The Holocaust did impact  the Jews of the Middle East and North Africa, and it is a near certainty that they would have been targeted for extermination had the Nazis won WWII. However, argues Georgia Gilholy, the Arab states remained faithful to Nazism's legacy of violent antisemitism when they deported and dispossessed their Jewish populations after the war was over. Read her excellent Times of Israel blog (with thanks: Imre, Lily): 


Jews being marched off to labour camps in Tunisia during the Nazi occupation of 1942 (Photo: Yad Vashem)


Although it is clear that the direct occupation of German, French and Italian forces played a huge role in the atrocities against North Africa’s Jews, this does not account for the extensive attempts at collaboration between Muslim leaders and the Nazis against their alleged “common enemies” of Communism, Zionism and the West.

 Nor does it explain away the Nuremberg-worthy laws imposed on Jews after the collapse of Nazism, nor the fact that Mein Kampf remains a long-standing bestseller in Turkey, Bangladesh and Afghanistan.

 Not to mention that Iraq’s pro-Nazi coup in 1941 occurred a full nine years after its independence from British adminstration. This coup culminated in the Farhud (lit. violent dispossession) pogrom of 1941, in which hundreds of Iraqi Jews were murdered, beaten and sexually assaulted thousands of miles away from the theatre of Nazi occupation and war — a tragedy that Israeli activist Hen Mazzig tirelessly works to raise awareness of, but one that was never mentioned in my over two decades in the British education system.

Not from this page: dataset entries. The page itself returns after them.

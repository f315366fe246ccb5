//! Transfer encodings and encoded header text.
//!
//! Everything here is lenient: received mail is frequently slightly broken
//! and a best-effort decode beats dropping the message.

use base64::Engine;
use base64::alphabet;
use base64::engine::general_purpose::STANDARD;
use base64::engine::{DecodePaddingMode, GeneralPurpose, GeneralPurposeConfig};

use crate::error::Result;

/// Base64 engine that tolerates missing padding and trailing bits.
const LENIENT_BASE64: GeneralPurpose = GeneralPurpose::new(
    &alphabet::STANDARD,
    GeneralPurposeConfig::new()
        .with_decode_padding_mode(DecodePaddingMode::Indifferent)
        .with_decode_allow_trailing_bits(true),
);

/// Largest number of UTF-8 bytes put into one encoded word.
const ENCODED_WORD_CHUNK: usize = 45;

/// Encodes data as Base64.
#[must_use]
pub fn encode_base64(data: &[u8]) -> String {
    STANDARD.encode(data)
}

/// Decodes Base64, ignoring line breaks and other whitespace.
///
/// # Errors
///
/// Returns an error if the input contains characters outside the Base64
/// alphabet.
pub fn decode_base64(data: &[u8]) -> Result<Vec<u8>> {
    let cleaned: Vec<u8> = data
        .iter()
        .copied()
        .filter(|b| !b.is_ascii_whitespace())
        .collect();
    LENIENT_BASE64.decode(cleaned).map_err(Into::into)
}

/// Decodes Quoted-Printable (RFC 2045).
///
/// Soft line breaks are removed. An `=` not followed by two hex digits is
/// kept as-is.
#[must_use]
pub fn decode_quoted_printable(data: &[u8]) -> Vec<u8> {
    let mut out = Vec::with_capacity(data.len());
    let mut i = 0;

    while let Some(&b) = data.get(i) {
        if b != b'=' {
            out.push(b);
            i += 1;
            continue;
        }

        match (data.get(i + 1), data.get(i + 2)) {
            (Some(b'\r'), Some(b'\n')) => i += 3,
            (Some(b'\n'), _) => i += 2,
            (Some(&hi), Some(&lo)) => match (hex_value(hi), hex_value(lo)) {
                (Some(hi), Some(lo)) => {
                    out.push((hi << 4) | lo);
                    i += 3;
                }
                _ => {
                    out.push(b'=');
                    i += 1;
                }
            },
            _ => {
                out.push(b'=');
                i += 1;
            }
        }
    }

    out
}

const fn hex_value(b: u8) -> Option<u8> {
    match b {
        b'0'..=b'9' => Some(b - b'0'),
        b'a'..=b'f' => Some(b - b'a' + 10),
        b'A'..=b'F' => Some(b - b'A' + 10),
        _ => None,
    }
}

/// Decodes `bytes` from `charset`, falling back to lossy UTF-8 when the
/// charset is unknown or the bytes are invalid for it.
///
/// An RFC 2231 language suffix (`utf-8*en`) is ignored.
#[must_use]
pub fn decode_charset(bytes: &[u8], charset: Option<&str>) -> String {
    let encoding = charset
        .map(|c| c.split('*').next().unwrap_or(c).trim())
        .filter(|label| !label.is_empty())
        .and_then(|label| encoding_rs::Encoding::for_label(label.as_bytes()));

    if let Some(encoding) = encoding {
        let (text, had_errors) = encoding.decode_without_bom_handling(bytes);
        if !had_errors {
            return text.into_owned();
        }
    }

    String::from_utf8_lossy(bytes).into_owned()
}

/// Encodes header text as RFC 2047 `B` encoded words in UTF-8.
///
/// Plain ASCII without `=?` is returned unchanged. Longer text is split
/// into several space-separated words on character boundaries.
#[must_use]
pub fn encode_rfc2047(text: &str) -> String {
    if text.is_ascii() && !text.contains("=?") {
        return text.to_string();
    }

    let mut words = Vec::new();
    let mut chunk_start = 0;
    for (idx, ch) in text.char_indices() {
        if idx + ch.len_utf8() - chunk_start > ENCODED_WORD_CHUNK && idx > chunk_start {
            words.push(&text[chunk_start..idx]);
            chunk_start = idx;
        }
    }
    words.push(&text[chunk_start..]);

    words
        .iter()
        .map(|chunk| format!("=?utf-8?B?{}?=", encode_base64(chunk.as_bytes())))
        .collect::<Vec<_>>()
        .join(" ")
}

/// Decodes a header value that may contain RFC 2047 encoded words.
///
/// Each word is decoded with its declared charset. Whitespace between two
/// adjacent encoded words is dropped. Words whose payload is malformed are
/// kept verbatim. Never fails.
#[must_use]
pub fn decode_header(raw: &str) -> String {
    let mut out = String::with_capacity(raw.len());
    let mut pending_space = String::new();
    let mut prev_encoded = false;
    let mut rest = raw;

    while !rest.is_empty() {
        if let Some(word) = EncodedWord::parse(rest) {
            let verbatim = &rest[..word.len];
            rest = &rest[word.len..];

            if let Some(decoded) = word.decode() {
                if !prev_encoded {
                    out.push_str(&pending_space);
                }
                out.push_str(&decoded);
                prev_encoded = true;
            } else {
                out.push_str(&pending_space);
                out.push_str(verbatim);
                prev_encoded = false;
            }
            pending_space.clear();
            continue;
        }

        let Some(ch) = rest.chars().next() else {
            break;
        };
        rest = &rest[ch.len_utf8()..];

        if ch.is_whitespace() {
            pending_space.push(ch);
        } else {
            out.push_str(&pending_space);
            pending_space.clear();
            out.push(ch);
            prev_encoded = false;
        }
    }

    out.push_str(&pending_space);
    out
}

/// Decodes an RFC 2231 extended parameter value (`charset'lang'%XX...`).
#[must_use]
pub fn decode_rfc2231(value: &str) -> String {
    let mut parts = value.splitn(3, '\'');
    match (parts.next(), parts.next(), parts.next()) {
        (Some(charset), Some(_language), Some(encoded)) => {
            decode_charset(&percent_decode(encoded), Some(charset))
        }
        _ => decode_charset(&percent_decode(value), None),
    }
}

fn percent_decode(s: &str) -> Vec<u8> {
    let bytes = s.as_bytes();
    let mut out = Vec::with_capacity(bytes.len());
    let mut i = 0;
    while let Some(&b) = bytes.get(i) {
        if b == b'%'
            && let (Some(hi), Some(lo)) = (
                bytes.get(i + 1).and_then(|&h| hex_value(h)),
                bytes.get(i + 2).and_then(|&l| hex_value(l)),
            )
        {
            out.push((hi << 4) | lo);
            i += 3;
        } else {
            out.push(b);
            i += 1;
        }
    }
    out
}

/// A syntactically valid `=?charset?enc?payload?=` token.
struct EncodedWord<'a> {
    charset: &'a str,
    encoding: u8,
    payload: &'a str,
    len: usize,
}

impl<'a> EncodedWord<'a> {
    fn parse(s: &'a str) -> Option<Self> {
        let rest = s.strip_prefix("=?")?;
        let charset_end = rest.find('?')?;
        let charset = &rest[..charset_end];
        if charset.is_empty() || charset.contains(char::is_whitespace) {
            return None;
        }

        let after_charset = &rest[charset_end + 1..];
        let encoding = match after_charset.as_bytes() {
            [enc, b'?', ..] if enc.is_ascii_alphabetic() => *enc,
            _ => return None,
        };

        let payload_area = &after_charset[2..];
        let payload_end = payload_area.find("?=")?;
        let payload = &payload_area[..payload_end];
        if payload.contains(char::is_whitespace) {
            return None;
        }

        Some(Self {
            charset,
            encoding,
            payload,
            len: 2 + charset_end + 1 + 2 + payload_end + 2,
        })
    }

    fn decode(&self) -> Option<String> {
        let bytes = match self.encoding.to_ascii_uppercase() {
            b'B' => decode_base64(self.payload.as_bytes()).ok()?,
            b'Q' => decode_q(self.payload)?,
            _ => return None,
        };
        Some(decode_charset(&bytes, Some(self.charset)))
    }
}

/// Strict `Q` decoding: `_` is a space, `=XX` a byte; anything else malformed.
fn decode_q(payload: &str) -> Option<Vec<u8>> {
    let bytes = payload.as_bytes();
    let mut out = Vec::with_capacity(bytes.len());
    let mut i = 0;
    while let Some(&b) = bytes.get(i) {
        match b {
            b'_' => {
                out.push(b' ');
                i += 1;
            }
            b'=' => {
                let hi = hex_value(*bytes.get(i + 1)?)?;
                let lo = hex_value(*bytes.get(i + 2)?)?;
                out.push((hi << 4) | lo);
                i += 3;
            }
            _ => {
                out.push(b);
                i += 1;
            }
        }
    }
    Some(out)
}

#[cfg(test)]
#[allow(
    clippy::unwrap_used,
    clippy::redundant_clone,
    clippy::manual_string_new,
    clippy::needless_collect,
    clippy::unreadable_literal,
    clippy::used_underscore_items,
    clippy::similar_names
)]
mod tests {
    use proptest::prelude::*;

    use super::*;

    #[test]
    fn test_base64_lenient() {
        assert_eq!(decode_base64(b"SGVsbG8s\r\nIFdvcmxkIQ==").unwrap(), b"Hello, World!");
        assert_eq!(decode_base64(b"SGk").unwrap(), b"Hi");
        assert!(decode_base64(b"not*base64").is_err());
    }

    #[test]
    fn test_quoted_printable() {
        assert_eq!(decode_quoted_printable(b"H=C3=A9llo"), "Héllo".as_bytes());
        assert_eq!(decode_quoted_printable(b"Hello=\r\nWorld"), b"HelloWorld");
        assert_eq!(decode_quoted_printable(b"soft=\nbreak"), b"softbreak");
        assert_eq!(decode_quoted_printable(b"a=ZZb="), b"a=ZZb=");
        assert_eq!(decode_quoted_printable(b"=3d"), b"=");
    }

    #[test]
    fn test_decode_charset() {
        assert_eq!(decode_charset(b"caf\xe9", Some("iso-8859-1")), "café");
        assert_eq!(decode_charset("café".as_bytes(), Some("utf-8")), "café");
        assert_eq!(decode_charset("café".as_bytes(), Some("x-unknown")), "café");
        assert_eq!(decode_charset(b"caf\xe9", Some("utf-8")), "caf\u{fffd}");
        assert_eq!(decode_charset(b"plain", None), "plain");
    }

    #[test]
    fn test_decode_header_plain() {
        assert_eq!(decode_header(""), "");
        assert_eq!(decode_header("Software Engineer Opening"), "Software Engineer Opening");
    }

    #[test]
    fn test_decode_header_b_and_q() {
        assert_eq!(decode_header("=?utf-8?B?SMOpbGxv?="), "Héllo");
        assert_eq!(decode_header("=?UTF-8?q?H=C3=A9llo_there?="), "Héllo there");
        assert_eq!(decode_header("=?iso-8859-1?Q?caf=E9?="), "café");
    }

    #[test]
    fn test_decode_header_mixed() {
        assert_eq!(
            decode_header("Re: =?utf-8?B?Q1Y=?= for review"),
            "Re: CV for review"
        );
    }

    #[test]
    fn test_adjacent_words_drop_whitespace() {
        assert_eq!(
            decode_header("=?utf-8?Q?Process_?=\r\n =?utf-8?Q?Engineer?="),
            "Process Engineer"
        );
        assert_eq!(decode_header("=?utf-8?Q?a?= =?utf-8?Q?b?="), "ab");
    }

    #[test]
    fn test_malformed_words_kept() {
        assert_eq!(decode_header("=?utf-8?Q?bad=ZZ?="), "=?utf-8?Q?bad=ZZ?=");
        assert_eq!(decode_header("=?utf-8?X?abc?="), "=?utf-8?X?abc?=");
        assert_eq!(decode_header("50% =? off"), "50% =? off");
    }

    #[test]
    fn test_unknown_charset_falls_back() {
        assert_eq!(decode_header("=?x-martian?B?SGk=?="), "Hi");
    }

    #[test]
    fn test_encode_rfc2047() {
        assert_eq!(encode_rfc2047("Hello"), "Hello");
        let encoded = encode_rfc2047("Héllo");
        assert!(encoded.starts_with("=?utf-8?B?"));
        assert!(encoded.ends_with("?="));
    }

    #[test]
    fn test_encode_long_text_splits() {
        let text = "é".repeat(60);
        let encoded = encode_rfc2047(&text);
        assert!(encoded.split(' ').count() > 1);
        assert_eq!(decode_header(&encoded), text);
    }

    #[test]
    fn test_rfc2231() {
        assert_eq!(decode_rfc2231("utf-8''r%C3%A9sum%C3%A9.pdf"), "résumé.pdf");
        assert_eq!(decode_rfc2231("iso-8859-1'en'caf%E9.txt"), "café.txt");
        assert_eq!(decode_rfc2231("plain%20name.txt"), "plain name.txt");
    }

    proptest! {
        #[test]
        fn rfc2047_round_trip(text in "\\PC{0,120}") {
            prop_assert_eq!(decode_header(&encode_rfc2047(&text)), text);
        }

        #[test]
        fn base64_round_trip(data in prop::collection::vec(any::<u8>(), 0..256)) {
            prop_assert_eq!(decode_base64(encode_base64(&data).as_bytes()).unwrap(), data);
        }
    }
}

 In failing to acknowledge the experiences of communities outside Europe and the complicity of non-western actors in the Holocaust, we fail to fully understand what was one of the most devastating and defining moments of the twentieth century, whose implications for the Jewish and non-Jewish world endure today. Although cooperation does seem to be growing in the wake of initiatives such as the Abraham Accords, the prevalence of grassroots antisemitism across the Muslim world is arguably the greatest barrier to peaceful coexistence between Israel and its neighbours.